No fucking clue. I’ve never actually used ssh and zfs send since all my shit is local, so I don’t have the magic command written down. I’m told you should also use mbuffer with ssh. Again, no idea how.

The big brain way

It’s best to setup sanoid or pyznap to manage this automatically. They make use of ssh, mbuffer and I believe even save and resume progress of an interrupted send.

ChuckH · December 23, 2020, 6:51am

I’m new to ZFS and have been playing with it lately. I tried the ZFS send/receive commands locally (from root pool to another pool on the same machine) and got a little caught up in having duplicate mount points since the dataset I was sending had a manually set mountpoint.

I think you can add some options to the command and fix that issue, but I decided to give syncoid/sanoid a try before continuing down that path. Getting Sanoid setup was super easy. I have not tried getting syncoid setup yet, but from what I’ve read it can keep datasets synchronized over network and should be a lot less setup than manually running scripts with ZFS commands.

anon89476829 · December 23, 2020, 6:28pm

Thank you I will have a look!

Sounds good! I will try it out I think, backup is important for me since I do not want to loose my data. I have around 12TB I want to back up currently so it should do it’s thing good.

Fair enough! Thing is nothing is worse than being in the need to restore from backup and then the backup does not work. This is the only reason why I am so picky here. I have the impression that most of the backup software needs some work, since it often has features missing and you find a lot of threads about problems with it. Restic seems to be a really good candidate here since the main developer seems to be really passionate about it and at least people are still working on it. It’s not one of these stale projects. Currently for me it is really between using restic and Sanoid/Syncoid for native ZFS functionality!

Yeah I am currently looking into Sanoid and Syncoid as well. I like the idea to utilize native ZFS features like Snapshots! Thanks for the hint with the mountpoint, I will see how Syncoid handles this.
For testing I currently have the same setup as you, every pool locally. But in the future I will put the backup pools in a dedicated computer.

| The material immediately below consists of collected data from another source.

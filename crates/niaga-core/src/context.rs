//! # Request Context
//!
//! The caller identity every sale operation receives explicitly.
//!
//! Identity is supplied by the authentication collaborator (in `apps/api`,
//! a verified bearer token) and is never read from a request body.

use serde::{Deserialize, Serialize};
use std::fmt;
use std::str::FromStr;
use std::time::Duration;
use ts_rs::TS;

// =============================================================================
// Role
// =============================================================================

/// Role of an authenticated caller.
///
/// Anything that is not `admin` is treated as a customer: a generic
/// authenticated actor who may check out and read only their own sales.
#[derive(Debug, Clone, Copy, PartialEq, Eq, Hash, Default, Serialize, Deserialize, TS)]
#[cfg_attr(feature = "sqlx", derive(sqlx::Type))]
#[cfg_attr(feature = "sqlx", sqlx(rename_all = "lowercase"))]
#[ts(export)]
#[serde(rename_all = "lowercase")]
pub enum Role {
    Admin,
    #[default]
    Customer,
}

impl Role {
    pub fn as_str(&self) -> &'static str {
        match self {
            Role::Admin => "admin",
            Role::Customer => "customer",
        }
    }
}

impl fmt::Display for Role {
    fn fmt(&self, f: &mut fmt::Formatter<'_>) -> fmt::Result {
        f.write_str(self.as_str())
    }
}

impl FromStr for Role {
    type Err = std::convert::Infallible;

    /// Never fails: unknown roles fall back to [`Role::Customer`].
    fn from_str(s: &str) -> Result<Self, Self::Err> {
        if s.trim().eq_ignore_ascii_case("admin") {
            Ok(Role::Admin)
        } else {
            Ok(Role::Customer)
        }
    }
}

// =============================================================================
// Request Context
// =============================================================================

/// Who is calling, plus request-scoped limits.
///
/// ## Usage
/// ```rust
/// use niaga_core::{RequestContext, Role};
/// use std::time::Duration;
///
/// let ctx = RequestContext::new(7, Role::Customer)
///     .with_timeout(Duration::from_secs(2));
/// assert!(!ctx.is_admin());
/// assert_eq!(ctx.timeout, Some(Duration::from_secs(2)));
/// ```
#[derive(Debug, Clone, PartialEq, Eq)]
pub struct RequestContext {
    /// Authenticated user id.
    pub user_id: i64,

    /// Role claimed by the verified credential.
    pub role: Role,

    /// Upper bound for the write unit of work. `None` uses the service default.
    pub timeout: Option<Duration>,
}

impl RequestContext {
    pub fn new(user_id: i64, role: Role) -> Self {
        RequestContext {
            user_id,
            role,
            timeout: None,
        }
    }

    /// Shorthand for an admin caller.
    pub fn admin(user_id: i64) -> Self {
        Self::new(user_id, Role::Admin)
    }

    /// Shorthand for a customer caller.
    pub fn customer(user_id: i64) -> Self {
        Self::new(user_id, Role::Customer)
    }

    /// Sets the request-scoped write timeout.
    pub fn with_timeout(mut self, timeout: Duration) -> Self {
        self.timeout = Some(timeout);
        self
    }

    #[inline]
    pub fn is_admin(&self) -> bool {
        self.role == Role::Admin
    }
}

// =============================================================================
// Unit Tests
// =============================================================================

SgtAwesomesauce · December 23, 2020, 8:46pm

I’ve had multiple suggestions shot down by Restic because it was going to require a repository format change. The maintainer team values stability above all else, even to the detriment of space or performance efficiency.

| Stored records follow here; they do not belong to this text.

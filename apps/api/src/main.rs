//! # Niaga API server
//!
//! ## Usage
//! ```bash
//! cargo run -p niaga-api
//!
//! # Explicit config file
//! cargo run -p niaga-api -- --config ./niaga.toml
//! ```

use std::path::PathBuf;

use anyhow::Context;
use tokio::net::TcpListener;
use tracing::{error, info, warn};

use niaga_api::{build_router, init_tracing, ApiConfig, AppState};
use niaga_db::{Database, DbConfig};

#[tokio::main]
async fn main() -> anyhow::Result<()> {
    init_tracing();

    info!("Starting Niaga API server...");

    let config_path = parse_config_arg();
    let config = ApiConfig::load(config_path).context("loading configuration")?;

    let db_path = config.database_path();
    if let Some(parent) = db_path.parent().filter(|p| !p.as_os_str().is_empty()) {
        std::fs::create_dir_all(parent)
            .with_context(|| format!("creating {}", parent.display()))?;
    }

    info!(
        addr = %config.server.bind_address(),
        db = %db_path.display(),
        due_days = config.sales.due_days,
        "Configuration loaded"
    );

    let db = Database::new(
        DbConfig::new(&db_path).max_connections(config.database.max_connections),
    )
    .await
    .with_context(|| format!("opening database {}", db_path.display()))?;

    let bind_addr = config.server.bind_address();
    let state = AppState::new(db.clone(), config);
    let app = build_router(state);

    let listener = TcpListener::bind(&bind_addr)
        .await
        .with_context(|| format!("binding {bind_addr}"))?;
    info!(addr = %bind_addr, "Listening");

    axum::serve(listener, app)
        .with_graceful_shutdown(shutdown_signal())
        .await
        .context("serving HTTP")?;

    db.close().await;
    info!("Server shutdown complete");
    Ok(())
}

/// `--config <path>` / `-c <path>`; anything else is ignored.
fn parse_config_arg() -> Option<PathBuf> {
    let mut args = std::env::args().skip(1);
    while let Some(arg) = args.next() {
        match arg.as_str() {
            "-c" | "--config" => return args.next().map(PathBuf::from),
            other => warn!(arg = %other, "Ignoring unknown argument"),
        }
    }
    None
}

/// Graceful shutdown signal handler.
async fn shutdown_signal() {
    let ctrl_c = async {
        if let Err(e) = tokio::signal::ctrl_c().await {
            error!(error = %e, "Failed to listen for Ctrl+C");
            std::future::pending::<()>().await;
        }
    };

    #[cfg(unix)]
    let terminate = async {
        match tokio::signal::unix::signal(tokio::signal::unix::SignalKind::terminate()) {
            Ok(mut sig) => {
                sig.recv().await;
            }
            Err(e) => {
                error!(error = %e, "Failed to install SIGTERM handler");
                std::future::pending::<()>().await;
            }
        }
    };

    #[cfg(not(unix))]
    let terminate = std::future::pending::<()>();

    tokio::select! {
        _ = ctrl_c => info!("Received Ctrl+C, shutting down"),
        _ = terminate => info!("Received SIGTERM, shutting down"),
    }
}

Additionally, we’re rounding the corner to a 1.0 release hopefully in the next year or so, IIRC, there’s a list of what needs to be done somewhere.

anon89476829 · December 27, 2020, 8:53pm

Thank you for this information. I am sure I will find usage for restic but for now I have setup Sanoid and Syncoid since I want to use some of the data I backup on the backup-PC as well and being able to just mount the filesystem on that PC is a huge advantage.

I have marked the answer mentioning the software as the solution!